COLUMBUS — After 35 independent gyms and fitness centers joined together to launch a lawsuit against Ohio Department of Health Director Dr. Amy Acton for continuing to enforce the closure of their facilities throughout the state, an Ohio Court of Common Pleas on Wednesday issued a directive prohibiting the Ohio Governor and Director of the Department of Health from “imposing or enforcing penalties solely for non-compliance with the director’s order” against gymnasiums, health clubs, fitness centers, gyms, and workout facilities.
The gyms were represented in their lawsuit by the 1851 Center for Constitutional Law, a non-profit law firm that describes its mission as being “dedicated to protecting the constitutional rights of Ohioans from government.”
The ruling by Judge Eugene Lucci of the Lake County Court of Common Pleas explains that private property rights are fundamental rights in Ohio, and that the Ohio Department of Health has both violated those rights and exceeded its own authority in “criminalizing lawful businesses, and imposing strict liability for violations, including severe criminal, civil, and equitable penalties.”
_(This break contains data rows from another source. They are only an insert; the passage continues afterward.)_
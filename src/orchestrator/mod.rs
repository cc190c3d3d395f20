//! 编排层（Orchestration Layer）
//!
//! ## 职责
//!
//! 本层负责事件调度与批量处理，是整个系统的"指挥中心"。
//!
//! ## 模块划分
//!
//! ### `dispatcher` - 事件分发器
//! - 持有存储与生成器（唯一的资源所有者）
//! - 归一化存储事件、按前缀路由
//! - 输出已存在时跳过
//! - 健康检查
//!
//! ### `batch_processor` - 批量解释处理器
//! - 把记录流按固定大小分批
//! - 逐题调用生成器，逐批追加解释稿
//! - 输出统计信息
//!
//! ## 层次关系
//!
//! ```text
//! dispatcher (处理事件)
//!     ↓
//! batch_processor (阶段 B) / workflow::ExtractionFlow (阶段 A)
//!     ↓
//! workflow::RecordStream (切分 → 提取 → 校验)
//!     ↓
//! services (能力层：segment / extract / validate / explain / write)
//!     ↓
//! infrastructure (基础设施：BlobStore)
//! ```

pub mod batch_processor;
pub mod dispatcher;

pub use batch_processor::{BatchExplanationDriver, ExplanationOutcome, ExplanationStats};
pub use dispatcher::{error_report, Dispatcher, HealthReport, Outcome};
“The director has no statutory authority to close all businesses, including the plaintiffs’ gyms … She has acted in an impermissibly arbitrary, unreasonable, and oppressive manner without any procedural safeguards,” Judge Lucci wrote.
The ruling further criticizes the Department of Health’s insistence that “one unelected individual could exercise such unfettered power to force everyone to obey impermissibly vague rules without any legislative guidance.”
“Constitutions are written to prevent governments from arbitrarily interfering in citizens’ lives and businesses. On that front, the call to action is clear: the Governor and Health Director may no longer impose their own closures and regulations and write their own criminal penalties to enforce those regulations and closures,” Maurice Thompson, 1851 Center Executive Director, wrote in a press release.